►

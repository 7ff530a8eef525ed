//! Foreground command execution.
//!
//! Commands run through a POSIX shell with a merged environment and working
//! directory, an optional timeout, and client-driven cancellation. On timeout
//! or cancellation the child's process group gets SIGTERM, then SIGKILL after
//! a grace window.

use std::{path::PathBuf, time::Duration};

use {
    tokio::{io::AsyncReadExt, process::Command, time::Instant},
    tokio_util::sync::CancellationToken,
    tracing::{debug, warn},
};

use crate::{
    error::{Result, SupervisorError},
    signal,
};

/// Options controlling exec behavior.
#[derive(Debug, Clone)]
pub struct ExecOpts {
    /// No timeout unless provided.
    pub timeout: Option<Duration>,
    pub max_output_bytes: usize,
    pub working_dir: Option<PathBuf>,
    pub env: Vec<(String, String)>,
    /// SIGTERM → SIGKILL escalation window.
    pub kill_grace: Duration,
    pub cancel: CancellationToken,
}

impl Default for ExecOpts {
    fn default() -> Self {
        Self {
            timeout: None,
            max_output_bytes: 200 * 1024, // 200KB
            working_dir: None,
            env: Vec::new(),
            kill_grace: Duration::from_secs(5),
            cancel: CancellationToken::new(),
        }
    }
}

/// Result of a foreground execution.
#[derive(Debug, Clone)]
pub struct ExecOutcome {
    pub exit_code: i32,
    pub stdout: String,
    pub stderr: String,
    pub duration_ms: u64,
    pub timed_out: bool,
}

impl ExecOutcome {
    /// Success means a clean zero exit, not a timeout or signal death.
    pub fn success(&self) -> bool {
        self.exit_code == 0 && !self.timed_out
    }
}

pub(crate) fn shell_command(command: &str, working_dir: Option<&PathBuf>, env: &[(String, String)]) -> Command {
    let mut cmd = Command::new("sh");
    cmd.arg("-c").arg(command);
    if let Some(dir) = working_dir {
        cmd.current_dir(dir);
    }
    for (k, v) in env {
        cmd.env(k, v);
    }
    cmd.stdout(std::process::Stdio::piped());
    cmd.stderr(std::process::Stdio::piped());
    // Prevent the child from inheriting stdin.
    cmd.stdin(std::process::Stdio::null());
    // Own process group, so signals reach the shell and its children.
    cmd.process_group(0);
    cmd
}

pub(crate) fn map_spawn_error(e: &std::io::Error, working_dir: Option<&PathBuf>) -> SupervisorError {
    if e.kind() == std::io::ErrorKind::NotFound {
        if let Some(dir) = working_dir {
            SupervisorError::Spawn(format!(
                "working directory '{}' does not exist",
                dir.display()
            ))
        } else {
            SupervisorError::Spawn("shell 'sh' not found".into())
        }
    } else {
        SupervisorError::Spawn(e.to_string())
    }
}

/// Drain a pipe to EOF, retaining at most `max` bytes.
pub(crate) async fn collect_capped<R: tokio::io::AsyncRead + Unpin>(
    mut reader: R,
    max: usize,
) -> (Vec<u8>, bool) {
    let mut out = Vec::new();
    let mut truncated = false;
    let mut chunk = [0u8; 8192];
    loop {
        match reader.read(&mut chunk).await {
            Ok(0) => break,
            Ok(n) => {
                if out.len() < max {
                    let take = n.min(max - out.len());
                    out.extend_from_slice(&chunk[..take]);
                    if take < n {
                        truncated = true;
                    }
                } else {
                    truncated = true;
                }
            },
            Err(_) => break,
        }
    }
    (out, truncated)
}

/// Send SIGTERM to the child's group, escalate to SIGKILL after `grace`.
pub(crate) async fn escalate_kill(
    child: &mut tokio::process::Child,
    pid: u32,
    grace: Duration,
) -> std::io::Result<std::process::ExitStatus> {
    signal::terminate_group(pid).await;
    match tokio::time::timeout(grace, child.wait()).await {
        Ok(status) => status,
        Err(_) => {
            signal::kill_group(pid).await;
            let _ = child.start_kill();
            child.wait().await
        },
    }
}

pub(crate) async fn sleep_opt(d: Option<Duration>) {
    match d {
        Some(d) => tokio::time::sleep(d).await,
        None => std::future::pending().await,
    }
}

/// Execute a shell command and capture its output.
///
/// Cancellation before spawn returns [`SupervisorError::Aborted`] without
/// starting a child; cancellation in flight terminates the child and then
/// returns the same error.
pub async fn exec_command(command: &str, opts: &ExecOpts) -> Result<ExecOutcome> {
    if command.trim().is_empty() {
        return Err(SupervisorError::EmptyCommand);
    }
    if opts.cancel.is_cancelled() {
        return Err(SupervisorError::Aborted);
    }

    debug!(command, timeout = ?opts.timeout, "exec_command");
    let started = Instant::now();

    let mut cmd = shell_command(command, opts.working_dir.as_ref(), &opts.env);
    let mut child = cmd
        .spawn()
        .map_err(|e| map_spawn_error(&e, opts.working_dir.as_ref()))?;
    let pid = child.id().unwrap_or_default();

    let stdout_handle = child
        .stdout
        .take()
        .map(|r| tokio::spawn(collect_capped(r, opts.max_output_bytes)));
    let stderr_handle = child
        .stderr
        .take()
        .map(|r| tokio::spawn(collect_capped(r, opts.max_output_bytes)));

    let mut timed_out = false;
    let mut aborted = false;
    let wait_result = tokio::select! {
        status = child.wait() => status,
        _ = opts.cancel.cancelled() => {
            aborted = true;
            escalate_kill(&mut child, pid, opts.kill_grace).await
        },
        _ = sleep_opt(opts.timeout) => {
            timed_out = true;
            warn!(command, "exec timeout");
            escalate_kill(&mut child, pid, opts.kill_grace).await
        },
    };
    let status =
        wait_result.map_err(|e| SupervisorError::Spawn(format!("failed to wait: {e}")))?;

    let mut stdout = Vec::new();
    let mut stdout_truncated = false;
    if let Some(handle) = stdout_handle
        && let Ok((bytes, truncated)) = handle.await
    {
        stdout = bytes;
        stdout_truncated = truncated;
    }
    let mut stderr = Vec::new();
    let mut stderr_truncated = false;
    if let Some(handle) = stderr_handle
        && let Ok((bytes, truncated)) = handle.await
    {
        stderr = bytes;
        stderr_truncated = truncated;
    }

    if aborted {
        return Err(SupervisorError::Aborted);
    }

    let mut stdout = String::from_utf8_lossy(&stdout).into_owned();
    let mut stderr = String::from_utf8_lossy(&stderr).into_owned();
    if stdout_truncated {
        stdout.push_str("\n... [output truncated]");
    }
    if stderr_truncated {
        stderr.push_str("\n... [output truncated]");
    }

    let exit_code = if timed_out {
        -1
    } else {
        status.code().unwrap_or(-1)
    };
    if timed_out {
        if !stderr.is_empty() && !stderr.ends_with('\n') {
            stderr.push('\n');
        }
        match opts.timeout {
            Some(t) => stderr.push_str(&format!("command timed out after {}ms", t.as_millis())),
            None => stderr.push_str("command timed out"),
        }
    }

    let duration_ms = started.elapsed().as_millis() as u64;
    debug!(
        exit_code,
        duration_ms,
        stdout_len = stdout.len(),
        stderr_len = stderr.len(),
        "exec done"
    );

    Ok(ExecOutcome {
        exit_code,
        stdout,
        stderr,
        duration_ms,
        timed_out,
    })
}
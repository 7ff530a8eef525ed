//! Persistent key/value storage for per-sandbox state.
//!
//! The hosting platform guarantees a durable KV namespace per sandbox; this
//! crate defines the interface the control plane consumes ([`KvStore`]) and
//! ships two implementations: a JSON-file store with atomic-replace writes
//! (the in-container default) and an in-memory store for tests.
//!
//! Well-known keys:
//! - `sandboxName` — the set-once sandbox name
//! - `envVars/<NAME>` — persisted sandbox environment variables
//! - `exposedPorts/<port>` — JSON-encoded exposed-port records

use std::{
    collections::BTreeMap,
    path::{Path, PathBuf},
    sync::Arc,
};

use {async_trait::async_trait, dashmap::DashMap, thiserror::Error, tokio::sync::Mutex};

pub mod keys {
    pub const SANDBOX_NAME: &str = "sandboxName";
    pub const ENV_PREFIX: &str = "envVars/";
    pub const PORT_PREFIX: &str = "exposedPorts/";
}

#[derive(Debug, Error)]
pub enum StoreError {
    #[error("store io error: {0}")]
    Io(#[from] std::io::Error),

    #[error("store corrupt: {0}")]
    Corrupt(#[from] serde_json::Error),
}

pub type Result<T> = std::result::Result<T, StoreError>;

/// Durable string-to-string storage scoped to one sandbox.
#[async_trait]
pub trait KvStore: Send + Sync {
    async fn get(&self, key: &str) -> Result<Option<String>>;
    async fn set(&self, key: &str, value: &str) -> Result<()>;
    /// Returns true when the key existed.
    async fn remove(&self, key: &str) -> Result<bool>;
    /// All keys starting with `prefix`, sorted.
    async fn keys(&self, prefix: &str) -> Result<Vec<String>>;
    /// Flush any buffered writes. A no-op for write-through stores.
    async fn flush(&self) -> Result<()> {
        Ok(())
    }
}

// ── JSON file store ──────────────────────────────────────────────────────────

/// File-backed store: the whole namespace as one JSON object, rewritten
/// atomically (temp file + rename) on every mutation.
pub struct JsonFileStore {
    path: PathBuf,
    state: Mutex<BTreeMap<String, String>>,
}

impl JsonFileStore {
    /// Open (or create) the store at `path`. The parent directory is created
    /// if missing.
    pub async fn open(path: impl Into<PathBuf>) -> Result<Arc<Self>> {
        let path = path.into();
        if let Some(parent) = path.parent() {
            tokio::fs::create_dir_all(parent).await?;
        }
        let state = match tokio::fs::read(&path).await {
            Ok(bytes) => serde_json::from_slice(&bytes)?,
            Err(e) if e.kind() == std::io::ErrorKind::NotFound => BTreeMap::new(),
            Err(e) => return Err(e.into()),
        };
        Ok(Arc::new(Self {
            path,
            state: Mutex::new(state),
        }))
    }

    async fn persist(&self, state: &BTreeMap<String, String>) -> Result<()> {
        let tmp = self.path.with_extension("json.tmp");
        let bytes = serde_json::to_vec_pretty(state)?;
        tokio::fs::write(&tmp, &bytes).await?;
        tokio::fs::rename(&tmp, &self.path).await?;
        Ok(())
    }
}

#[async_trait]
impl KvStore for JsonFileStore {
    async fn get(&self, key: &str) -> Result<Option<String>> {
        Ok(self.state.lock().await.get(key).cloned())
    }

    async fn set(&self, key: &str, value: &str) -> Result<()> {
        let mut state = self.state.lock().await;
        state.insert(key.to_string(), value.to_string());
        self.persist(&state).await
    }

    async fn remove(&self, key: &str) -> Result<bool> {
        let mut state = self.state.lock().await;
        let existed = state.remove(key).is_some();
        if existed {
            self.persist(&state).await?;
        }
        Ok(existed)
    }

    async fn keys(&self, prefix: &str) -> Result<Vec<String>> {
        Ok(self
            .state
            .lock()
            .await
            .keys()
            .filter(|k| k.starts_with(prefix))
            .cloned()
            .collect())
    }
}

/// Path of the default state file under `dir`.
pub fn default_state_path(dir: &Path) -> PathBuf {
    dir.join("state.json")
}

// ── In-memory store ──────────────────────────────────────────────────────────

/// Volatile store for tests and ephemeral sandboxes.
#[derive(Default)]
pub struct MemoryStore {
    state: DashMap<String, String>,
}

impl MemoryStore {
    pub fn new() -> Arc<Self> {
        Arc::new(Self::default())
    }
}

#[async_trait]
impl KvStore for MemoryStore {
    async fn get(&self, key: &str) -> Result<Option<String>> {
        Ok(self.state.get(key).map(|v| v.clone()))
    }

    async fn set(&self, key: &str, value: &str) -> Result<()> {
        self.state.insert(key.to_string(), value.to_string());
        Ok(())
    }

    async fn remove(&self, key: &str) -> Result<bool> {
        Ok(self.state.remove(key).is_some())
    }

    async fn keys(&self, prefix: &str) -> Result<Vec<String>> {
        let mut keys: Vec<String> = self
            .state
            .iter()
            .filter(|e| e.key().starts_with(prefix))
            .map(|e| e.key().clone())
            .collect();
        keys.sort();
        Ok(keys)
    }
}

◄

--- WHAT IS BEING ASKED ---
Go through the records. Copy each line where "BTreeMap" appears.

--- TASK ANSWER ---
    collections::BTreeMap,
    state: Mutex<BTreeMap<String, String>>,
            Err(e) if e.kind() == std::io::ErrorKind::NotFound => BTreeMap::new(),
    async fn persist(&self, state: &BTreeMap<String, String>) -> Result<()> {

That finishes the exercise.